El comercial del amor
El dador de recuerdos es una película cuyas imágenes están diseñadas casi por completo de manera digital y, con su guion, parece un comercial de Benetton auspiciado por Unicef.
En el prólogo de El dador de recuerdos, la nueva película de Phillip Noyce, adaptación pop de la novela The Giver, de Lois Lowry, una voz en off introduce una sensibilidad de época. El personaje cuenta el orden de un mundo y sus miedos. Como sucede en Divergente, los jóvenes tienen, tras un breve estudio de sus aptitudes, un lugar asignado en el orden social al que pertenecen. A diferencia de sus amigos, Jonas tiene dudas sobre su destino, y en principio desconoce qué es lo quiere. Su indeterminación vocacional en realidad responde a una peculiar forma de ver las cosas. Él no es como la mayoría.

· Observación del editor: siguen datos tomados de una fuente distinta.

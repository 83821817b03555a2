use anyhow::Context;
use clap::Parser;
use gh_snapshot::cli::Args;
use gh_snapshot::config::AppConfig;
use gh_snapshot::github::GitHubClient;
use gh_snapshot::logging;
use std::process::ExitCode;

#[tokio::main]
async fn main() -> anyhow::Result<ExitCode> {
    let args = Args::parse();

    // A missing .env is fine; settings may come straight from the environment.
    let dotenv = dotenvy::dotenv();

    let config = AppConfig::from_env().context("Failed to load configuration")?;
    let _guard = logging::init(&config.log_file, config.log_filter()?)
        .context("Failed to initialise logging")?;

    if let Err(e) = dotenv {
        tracing::debug!("No .env file loaded: {}", e);
    }

    let client = GitHubClient::new(config.github_token.clone())?;

    Ok(if gh_snapshot::run(&config, &client, &args).await? {
        ExitCode::SUCCESS
    } else {
        ExitCode::FAILURE
    })
}
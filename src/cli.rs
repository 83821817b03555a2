use clap::{Parser, ValueEnum};

/// Snapshot a GitHub repository's issues and pull requests to JSON files.
///
/// All settings come from the environment (or a `.env` file).
#[derive(Parser, Debug)]
#[command(version, about)]
pub struct Args {
    /// Run only one of the two fetches.
    #[arg(long, value_enum)]
    pub only: Option<Target>,
}

#[derive(Clone, Copy, Debug, PartialEq, Eq, ValueEnum)]
pub enum Target {
    Issues,
    Pulls,
}

impl Args {
    pub fn wants(&self, target: Target) -> bool {
        self.only.map_or(true, |only| only == target)
    }
}
//! # apotek-db: Database Layer for Apotek POS
//!
//! This crate provides database access for the Apotek POS system.
//! It uses SQLite for local storage with sqlx for async operations.
//!
//! ## Architecture Position
//! ```text
//! ┌─────────────────────────────────────────────────────────────────────────┐
//! │                       Apotek POS Data Flow                              │
//! │                                                                         │
//! │  SaleService (apotek-pos)                                               │
//! │       │                                                                 │
//! │       ▼                                                                 │
//! │  ┌─────────────────────────────────────────────────────────────────┐   │
//! │  │                     apotek-db (THIS CRATE)                      │   │
//! │  │                                                                 │   │
//! │  │   ┌───────────────┐    ┌────────────────┐    ┌──────────────┐  │   │
//! │  │   │   Database    │    │  Repositories  │    │  Migrations  │  │   │
//! │  │   │   (pool.rs)   │    │ (medicine.rs,  │    │  (embedded)  │  │   │
//! │  │   │               │    │  sale.rs, ...) │    │              │  │   │
//! │  │   │ SqlitePool    │◄───│ MedicineRepo   │    │ 001_init.sql │  │   │
//! │  │   │ Connection    │    │ SaleRepo       │    │              │  │   │
//! │  │   │ Management    │    │ ReportRepo     │    │              │  │   │
//! │  │   └───────────────┘    └────────────────┘    └──────────────┘  │   │
//! │  │                                                                 │   │
//! │  └─────────────────────────────────────────────────────────────────┘   │
//! │       │                                                                 │
//! │       ▼                                                                 │
//! │  SQLite database file (db_apotek.db)                                    │
//! └─────────────────────────────────────────────────────────────────────────┘
//! ```
//!
//! ## Module Organization
//!
//! - [`pool`] - Connection pool creation and configuration
//! - [`migrations`] - Embedded database migrations
//! - [`error`] - Database error types
//! - [`repository`] - Repository implementations (medicine, sale, etc.)
//!
//! ## Usage
//!
//! ```rust,ignore
//! use apotek_db::{Database, DbConfig};
//!
//! // Create database with default config
//! let config = DbConfig::new("path/to/db_apotek.db");
//! let db = Database::new(config).await?;
//!
//! // Use repositories
//! let medicines = db.medicines().list_in_stock().await?;
//! ```

// =============================================================================
// Module Declarations
// =============================================================================

pub mod error;
pub mod migrations;
pub mod pool;
pub mod repository;

// =============================================================================
// Re-exports
// =============================================================================

pub use error::{DbError, DbResult};
pub use pool::{Database, DbConfig};

// Repository re-exports for convenience
pub use repository::medicine::MedicineRepository;
pub use repository::member::MemberRepository;
pub use repository::purchase::PurchaseRepository;
pub use repository::report::ReportRepository;
pub use repository::sale::SaleRepository;
pub use repository::supplier::SupplierRepository;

En esta introducción no solamente se busca comunicar las coordenadas simbólicas de este sistema totalitario light en el que se han eliminado el dolor personal y los conflictos sociales, sino que también se materializa visualmente un territorio. Los ciudadanos de este mundo feliz habitan en una planicie flotante en las nubes, una suerte de planeta privado cuyo urbanismo es el característico de un country. El tiempo histórico es desconocido, no menos abstracto que el espacio habitado.

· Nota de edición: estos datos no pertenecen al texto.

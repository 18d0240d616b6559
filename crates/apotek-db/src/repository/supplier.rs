//! # Supplier Repository
//!
//! Database operations for the supplier registry.

use sqlx::SqlitePool;
use tracing::debug;

use crate::error::DbResult;
use apotek_core::{NewSupplier, Supplier};

const SUPPLIER_COLUMNS: &str =
    "id, nama_supplier AS name, alamat AS address, telepon AS phone, email";

/// Repository for supplier database operations.
#[derive(Debug, Clone)]
pub struct SupplierRepository {
    pool: SqlitePool,
}

impl SupplierRepository {
    /// Creates a new SupplierRepository.
    pub fn new(pool: SqlitePool) -> Self {
        SupplierRepository { pool }
    }

    /// Lists all suppliers ordered by name.
    pub async fn list(&self) -> DbResult<Vec<Supplier>> {
        let suppliers = sqlx::query_as::<_, Supplier>(&format!(
            "SELECT {SUPPLIER_COLUMNS} FROM suppliers ORDER BY nama_supplier"
        ))
        .fetch_all(&self.pool)
        .await?;

        Ok(suppliers)
    }

    /// Gets a supplier by ID.
    pub async fn get_by_id(&self, id: i64) -> DbResult<Option<Supplier>> {
        let supplier = sqlx::query_as::<_, Supplier>(&format!(
            "SELECT {SUPPLIER_COLUMNS} FROM suppliers WHERE id = ?1"
        ))
        .bind(id)
        .fetch_optional(&self.pool)
        .await?;

        Ok(supplier)
    }

    /// Registers a new supplier and returns it with its store-assigned id.
    pub async fn insert(&self, supplier: &NewSupplier) -> DbResult<Supplier> {
        debug!(name = %supplier.name, "Registering supplier");

        let result = sqlx::query(
            "INSERT INTO suppliers (nama_supplier, alamat, telepon, email) \
             VALUES (?1, ?2, ?3, ?4)",
        )
        .bind(&supplier.name)
        .bind(&supplier.address)
        .bind(&supplier.phone)
        .bind(&supplier.email)
        .execute(&self.pool)
        .await?;

        Ok(Supplier {
            id: result.last_insert_rowid(),
            name: supplier.name.clone(),
            address: supplier.address.clone(),
            phone: supplier.phone.clone(),
            email: supplier.email.clone(),
        })
    }

    /// Counts suppliers (for the dashboard).
    pub async fn count(&self) -> DbResult<i64> {
        let count: i64 = sqlx::query_scalar("SELECT COUNT(*) FROM suppliers")
            .fetch_one(&self.pool)
            .await?;

        Ok(count)
    }
}

#[cfg(test)]
mod tests {
    use crate::pool::{Database, DbConfig};
    use apotek_core::NewSupplier;

    #[tokio::test]
    async fn test_supplier_roundtrip() {
        let db = Database::new(DbConfig::in_memory()).await.unwrap();
        let repo = db.suppliers();

        let supplier = repo
            .insert(&NewSupplier {
                name: "PT Kimia Farma".to_string(),
                address: "Jl. Veteran 9".to_string(),
                phone: "021-3847709".to_string(),
                email: "sales@kimiafarma.example".to_string(),
            })
            .await
            .unwrap();

        let fetched = repo.get_by_id(supplier.id).await.unwrap().unwrap();
        assert_eq!(fetched.name, "PT Kimia Farma");

        assert_eq!(repo.list().await.unwrap().len(), 1);
        assert_eq!(repo.count().await.unwrap(), 1);
    }
}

Esta sociedad, como la mayoría de las sociedades, se sostiene en un mito fundacional, o reprime algún elemento clave que explicaría su constitución. La madre superiora (Meryl Streep), que regula las disidencias y dictamina la función social de los jóvenes, administra la verdad y la historia comunitaria, pero aun así alguien debe resguardar el pasado colectivo. He aquí el lugar del sabio de esta tribu futurista (el gran Jeff Bridges), que conoce lo que está detrás del mito y tiene la responsabilidad de transmitir a un nuevo dador los recuerdos de una Humanidad que ha dejado de existir. Jonas será el elegido, y no será fácil: por un lado, el saber revelará al rebelde; por el otro, este saber implicará transitar el dolor, aunque lo más importante pasará por descubrir la fuerza del amor, un sentimiento destituido debido a su carácter impredecible.

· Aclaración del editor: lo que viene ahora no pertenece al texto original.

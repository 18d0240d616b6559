//! # Domain Types
//!
//! Core domain types used throughout Apotek POS.
//!
//! ## Type Hierarchy
//! ```text
//! ┌─────────────────────────────────────────────────────────────────────────┐
//! │                         Domain Types                                    │
//! │                                                                         │
//! │  ┌─────────────────┐   ┌─────────────────┐   ┌─────────────────┐       │
//! │  │    Medicine     │   │      Sale       │   │    SaleLine     │       │
//! │  │  ─────────────  │   │  ─────────────  │   │  ─────────────  │       │
//! │  │  id (i64)       │   │  id (i64)       │   │  sale_id (FK)   │       │
//! │  │  name           │   │  recorded_at    │   │  medicine_id    │       │
//! │  │  stock          │   │  total/tendered │   │  quantity       │       │
//! │  │  price          │   │  change         │   │  subtotal       │       │
//! │  └─────────────────┘   └─────────────────┘   └─────────────────┘       │
//! │                                                                         │
//! │  Member, Supplier, Purchase mirror the remaining store tables.          │
//! │  SaleDraft / PurchaseDraft are the write-side inputs handed to the      │
//! │  repositories; the transient Cart lives in [`crate::cart`].             │
//! └─────────────────────────────────────────────────────────────────────────┘
//! ```
//!
//! ## Identity
//! Every persisted entity uses the store's INTEGER autoincrement key. Row ids
//! are assigned by the store at insert time, which is why the write-side types
//! (`NewMedicine`, `SaleDraft`, ...) carry no id.

use chrono::{DateTime, Utc};
use serde::{Deserialize, Serialize};

use crate::money::Money;

// =============================================================================
// Stock Policy
// =============================================================================

/// What checkout does when a cart line asks for more units than are in stock.
///
/// The legacy flow performed no check at all, which made overselling an
/// accident rather than a decision. Here it is an explicit, configurable
/// choice on the service.
#[derive(Debug, Clone, Copy, PartialEq, Eq, Serialize, Deserialize)]
#[serde(rename_all = "snake_case")]
pub enum StockPolicy {
    /// Reject the whole checkout; no sale row, no stock movement.
    Block,
    /// Commit anyway; stock may go negative (manual staff override mode).
    Allow,
}

impl Default for StockPolicy {
    fn default() -> Self {
        StockPolicy::Block
    }
}

// =============================================================================
// Medicine
// =============================================================================

/// A medicine available for sale.
#[derive(Debug, Clone, Serialize, Deserialize)]
#[cfg_attr(feature = "sqlx", derive(sqlx::FromRow))]
pub struct Medicine {
    /// Store-assigned identifier.
    pub id: i64,

    /// Display name shown to the cashier and on the sale screen.
    pub name: String,

    /// Category label (analgesic, antibiotic, ...).
    pub category: String,

    /// Sales unit (strip, bottle, box, ...).
    pub unit: String,

    /// Current stock level. Non-negative whenever checkout runs under
    /// [`StockPolicy::Block`].
    pub stock: i64,

    /// Sale price per unit.
    pub price: Money,

    /// Free-form availability label carried by the store schema.
    pub status: Option<String>,
}

/// Write-side input for inserting a medicine (id assigned by the store).
#[derive(Debug, Clone, Serialize, Deserialize)]
pub struct NewMedicine {
    pub name: String,
    pub category: String,
    pub unit: String,
    pub stock: i64,
    pub price: Money,
    pub status: Option<String>,
}

// =============================================================================
// Sale
// =============================================================================

/// A persisted, immutable record of a completed transaction.
#[derive(Debug, Clone, Serialize, Deserialize)]
#[cfg_attr(feature = "sqlx", derive(sqlx::FromRow))]
pub struct Sale {
    pub id: i64,
    pub recorded_at: DateTime<Utc>,
    /// Sum of the sale's line subtotals.
    pub total: Money,
    /// Cash amount the customer handed over.
    pub tendered: Money,
    /// `tendered - total`; never negative.
    pub change: Money,
}

/// A line item of a persisted sale.
#[derive(Debug, Clone, Serialize, Deserialize)]
#[cfg_attr(feature = "sqlx", derive(sqlx::FromRow))]
pub struct SaleLine {
    pub sale_id: i64,
    pub medicine_id: i64,
    pub quantity: i64,
    /// Unit price at sale time × quantity.
    pub subtotal: Money,
}

// =============================================================================
// Write-Side Drafts
// =============================================================================

/// The validated outcome of settling a cart against a tendered amount.
///
/// Produced by [`crate::cart::Cart::settle`]; consumed whole by the sale
/// repository, which persists it as one atomic unit.
#[derive(Debug, Clone, PartialEq, Eq)]
pub struct SaleDraft {
    pub total: Money,
    pub tendered: Money,
    pub change: Money,
    pub lines: Vec<SaleLineDraft>,
}

/// One cart line ready for persistence.
#[derive(Debug, Clone, PartialEq, Eq)]
pub struct SaleLineDraft {
    pub medicine_id: i64,
    pub quantity: i64,
    pub subtotal: Money,
}

// =============================================================================
// Member & Supplier
// =============================================================================

/// A registered pharmacy member (loyalty customer).
#[derive(Debug, Clone, Serialize, Deserialize)]
#[cfg_attr(feature = "sqlx", derive(sqlx::FromRow))]
pub struct Member {
    pub id: i64,
    pub name: String,
    pub address: String,
    pub phone: String,
    pub email: String,
}

/// Write-side input for registering a member.
#[derive(Debug, Clone, Serialize, Deserialize)]
pub struct NewMember {
    pub name: String,
    pub address: String,
    pub phone: String,
    pub email: String,
}

/// A medicine supplier.
#[derive(Debug, Clone, Serialize, Deserialize)]
#[cfg_attr(feature = "sqlx", derive(sqlx::FromRow))]
pub struct Supplier {
    pub id: i64,
    pub name: String,
    pub address: String,
    pub phone: String,
    pub email: String,
}

/// Write-side input for registering a supplier.
#[derive(Debug, Clone, Serialize, Deserialize)]
pub struct NewSupplier {
    pub name: String,
    pub address: String,
    pub phone: String,
    pub email: String,
}

// =============================================================================
// Purchase (Restocking)
// =============================================================================

/// A persisted restocking purchase.
#[derive(Debug, Clone, Serialize, Deserialize)]
#[cfg_attr(feature = "sqlx", derive(sqlx::FromRow))]
pub struct Purchase {
    pub id: i64,
    pub recorded_at: DateTime<Utc>,
    pub supplier_id: Option<i64>,
    pub total: Money,
}

/// Purchase row joined with its supplier's name for listings.
#[derive(Debug, Clone, Serialize, Deserialize)]
#[cfg_attr(feature = "sqlx", derive(sqlx::FromRow))]
pub struct PurchaseListing {
    pub id: i64,
    pub recorded_at: DateTime<Utc>,
    pub supplier_name: Option<String>,
    pub total: Money,
}

/// One medicine being restocked as part of a purchase.
#[derive(Debug, Clone, PartialEq, Eq)]
pub struct RestockItem {
    pub medicine_id: i64,
    pub quantity: i64,
    /// What the pharmacy paid per unit (feeds the purchase total, not the
    /// sale price).
    pub unit_cost: Money,
}

impl RestockItem {
    /// Cost of this restock line.
    #[inline]
    pub fn subtotal(&self) -> Money {
        self.unit_cost.multiply_quantity(self.quantity)
    }
}

/// A restocking purchase ready for persistence: one purchase row plus the
/// stock increments it implies, committed as one atomic unit.
#[derive(Debug, Clone, PartialEq, Eq)]
pub struct PurchaseDraft {
    pub supplier_id: Option<i64>,
    pub total: Money,
    pub items: Vec<RestockItem>,
}

impl PurchaseDraft {
    /// Builds a draft from restock items, totalling their costs.
    pub fn from_items(supplier_id: Option<i64>, items: Vec<RestockItem>) -> Self {
        let total = items.iter().map(RestockItem::subtotal).sum();
        PurchaseDraft {
            supplier_id,
            total,
            items,
        }
    }
}

// =============================================================================
// Unit Tests
// =============================================================================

Este filme de Noyce, como la mayoría de este tipo de filmes, es posfotográfico; prácticamente todo lo que vemos es diseño digital, excepto por los cuerpos de los intérpretes. De ahí que el peso de los diálogos sea inevitable, y aunque aquí se insista en la “precisión del lenguaje”, el ingenio discursivo es mínimo. De lo que se trata aquí es de ilustrar una difusa espiritualidad en donde el amor es el valor supremo, lo que conlleva un montaje rápido y publicitario saturado en colores de todas las imágenes que expresen ese lugar común de la Humanidad, no muy lejos de un comercial de Benetton auspiciado por Unicef.
El problema no está en las ideas, sino en cómo filmar una idea o una cosmovisión. En este sentido, El dador de recuerdos importa en la medida en que su existencia lleva a preguntarse en qué se ha convertido el cine en esta era posfotográfica, incluso cuando se trata de un comercial sobre el amor de una hora y media, en el que la ilustración de un valor es un imperativo categórico.